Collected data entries
┌──

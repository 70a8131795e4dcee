//! Small value types shared by the controller, the synchronizer and the UI:
//! transport state, transport commands, position samples and volume.

use std::fmt;
use std::time::Duration;

/// The transport state of the controller.
#[derive(Copy, Clone, Debug, Default, PartialEq, Eq)]
pub enum PlaybackState {
    #[default]
    Stopped,
    Playing,
    Paused,
}

impl fmt::Display for PlaybackState {
    fn fmt(&self, f: &mut fmt::Formatter<'_>) -> fmt::Result {
        let s = match self {
            Self::Stopped => "stopped",
            Self::Playing => "playing",
            Self::Paused => "paused",
        };
        f.write_str(s)
    }
}

/// Transport operations whose availability the `CommandGate` reports.
#[derive(Copy, Clone, Debug, PartialEq, Eq, Hash)]
pub enum Command {
    Load,
    Play,
    Pause,
    Stop,
    Seek,
    Volume,
}

impl Command {
    pub const ALL: [Command; 6] = [
        Command::Load,
        Command::Play,
        Command::Pause,
        Command::Stop,
        Command::Seek,
        Command::Volume,
    ];
}

impl fmt::Display for Command {
    fn fmt(&self, f: &mut fmt::Formatter<'_>) -> fmt::Result {
        let s = match self {
            Self::Load => "load",
            Self::Play => "play",
            Self::Pause => "pause",
            Self::Stop => "stop",
            Self::Seek => "seek",
            Self::Volume => "set volume",
        };
        f.write_str(s)
    }
}

/// One reading of playback progress. Derived on every tick, never stored
/// beyond the latest one.
#[derive(Copy, Clone, Debug, PartialEq)]
pub struct PositionSample {
    pub elapsed: Duration,
    pub total: Duration,
    /// `elapsed / total`, always within `[0, 1]`.
    pub normalized: f64,
}

impl PositionSample {
    pub fn new(elapsed: Duration, total: Duration) -> Self {
        let normalized = if total.is_zero() {
            0.0
        } else {
            (elapsed.as_secs_f64() / total.as_secs_f64()).clamp(0.0, 1.0)
        };
        Self {
            elapsed,
            total,
            normalized,
        }
    }

    pub fn zero(total: Duration) -> Self {
        Self::new(Duration::ZERO, total)
    }
}

impl Default for PositionSample {
    fn default() -> Self {
        Self::zero(Duration::ZERO)
    }
}

/// Output volume, clamped to `[0.0, 1.0]` on construction.
#[derive(Copy, Clone, Debug, PartialEq, PartialOrd)]
pub struct Volume(f32);

impl Volume {
    pub const MAX: Volume = Volume(1.0);

    pub fn new(v: f32) -> Self {
        if v.is_nan() {
            return Self(0.0);
        }
        Self(v.clamp(0.0, 1.0))
    }

    pub fn get(self) -> f32 {
        self.0
    }

    /// Shift by `delta`, clamping the result.
    pub fn step(self, delta: f32) -> Self {
        Self::new(self.0 + delta)
    }
}

impl Default for Volume {
    fn default() -> Self {
        Self::MAX
    }
}

impl fmt::Display for Volume {
    fn fmt(&self, f: &mut fmt::Formatter<'_>) -> fmt::Result {
        write!(f, "{:.0}%", self.0 * 100.0)
    }
}

/// Clamp a requested normalized position into `[0, 1]`; NaN maps to the start.
pub(crate) fn clamp_normalized(p: f64) -> f64 {
    if p.is_nan() { 0.0 } else { p.clamp(0.0, 1.0) }
}
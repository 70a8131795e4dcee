//! Layered settings: struct defaults, an optional TOML file and `SEGUE__*`
//! environment overrides.

mod load;
mod schema;

pub use load::default_log_path;
pub use schema::*;
//! Manual override window management
//!
//! A manual override supersedes device-reported readings for a bounded
//! window. While the window is active every inbound broadcast is
//! suppressed; the window expires exactly once, and a new override
//! replaces any pending one atomically so only a single expiry timer is
//! ever live.

use std::sync::atomic::{AtomicBool, AtomicU64, Ordering};
use std::sync::Arc;
use std::time::Duration;

use tokio::sync::Mutex;
use tokio::task::JoinHandle;
use tokio::time::{sleep, Instant};
use tracing::{debug, info};

use crate::error::{Result, WxlinkError};
use crate::events::{EventBus, SessionEvent};

/// Fixed length of a manual override window (device protocol `manualDuration`)
pub const OVERRIDE_WINDOW: Duration = Duration::from_secs(5);

/// The single timed override window
#[derive(Debug, Clone, Copy, PartialEq)]
pub struct OverrideWindow {
    /// User-supplied temperature value
    pub value: f64,

    /// Whether the window is currently live
    pub active: bool,

    /// When the window expires
    pub expiry: Instant,
}

struct OverrideState {
    window: Mutex<Option<OverrideWindow>>,
    timer: Mutex<Option<JoinHandle<()>>>,
    suppressing: AtomicBool,
    // Bumped on every start so a superseded expiry task can tell it lost.
    generation: AtomicU64,
}

/// Owns the override window and its suppression flag
#[derive(Clone)]
pub struct OverrideController {
    state: Arc<OverrideState>,
    events: EventBus,
    window_length: Duration,
}

impl OverrideController {
    /// Create a controller with the protocol default window length
    pub fn new(events: EventBus) -> Self {
        Self::with_window(events, OVERRIDE_WINDOW)
    }

    /// Create a controller with a custom window length
    pub fn with_window(events: EventBus, window_length: Duration) -> Self {
        Self {
            state: Arc::new(OverrideState {
                window: Mutex::new(None),
                timer: Mutex::new(None),
                suppressing: AtomicBool::new(false),
                generation: AtomicU64::new(0),
            }),
            events,
            window_length,
        }
    }

    /// Parse a user-supplied override value, rejecting non-numeric input
    /// without touching window state
    pub fn parse_value(input: &str) -> Result<f64> {
        input
            .trim()
            .parse::<f64>()
            .map_err(|_| WxlinkError::InvalidOverrideValue(input.to_string()))
    }

    /// Parse and arm in one step
    pub async fn start_from_input(&self, input: &str) -> Result<f64> {
        let value = Self::parse_value(input)?;
        self.start(value).await;
        Ok(value)
    }

    /// Arm a new override window, superseding any pending one
    pub async fn start(&self, value: f64) {
        let generation = self.state.generation.fetch_add(1, Ordering::SeqCst) + 1;

        // Cancel the pending expiry before the new window goes live.
        if let Some(previous) = self.state.timer.lock().await.take() {
            previous.abort();
        }

        let expiry = Instant::now() + self.window_length;
        *self.state.window.lock().await = Some(OverrideWindow {
            value,
            active: true,
            expiry,
        });
        self.state.suppressing.store(true, Ordering::SeqCst);
        info!(value, window = ?self.window_length, "manual override armed");
        self.events.publish(SessionEvent::OverrideStarted { value });

        let state = self.state.clone();
        let events = self.events.clone();
        let window_length = self.window_length;
        let timer = tokio::spawn(async move {
            sleep(window_length).await;

            let mut window = state.window.lock().await;
            // A newer override may have superseded this timer between the
            // sleep elapsing and the lock being taken.
            if state.generation.load(Ordering::SeqCst) != generation {
                return;
            }
            if let Some(window) = window.as_mut() {
                window.active = false;
            }
            state.suppressing.store(false, Ordering::SeqCst);
            drop(window);

            info!("manual override ended, resuming live readings");
            events.publish(SessionEvent::OverrideEnded);
        });
        *self.state.timer.lock().await = Some(timer);
    }

    /// Whether inbound broadcasts are currently suppressed
    pub fn is_suppressing(&self) -> bool {
        self.state.suppressing.load(Ordering::SeqCst)
    }

    /// Snapshot of the current window, if one has ever been armed
    pub async fn current(&self) -> Option<OverrideWindow> {
        *self.state.window.lock().await
    }
}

└──

Exercise brief: Beginning with the line that has "pub async fn start_from_input(&self, input: &str)" and ending with the line that has "superseding any pending one", set down the lines above exactly and include no others.

Answer to the problem:
    pub async fn start_from_input(&self, input: &str) -> Result<f64> {
        let value = Self::parse_value(input)?;
        self.start(value).await;
        Ok(value)
    }

    /// Arm a new override window, superseding any pending one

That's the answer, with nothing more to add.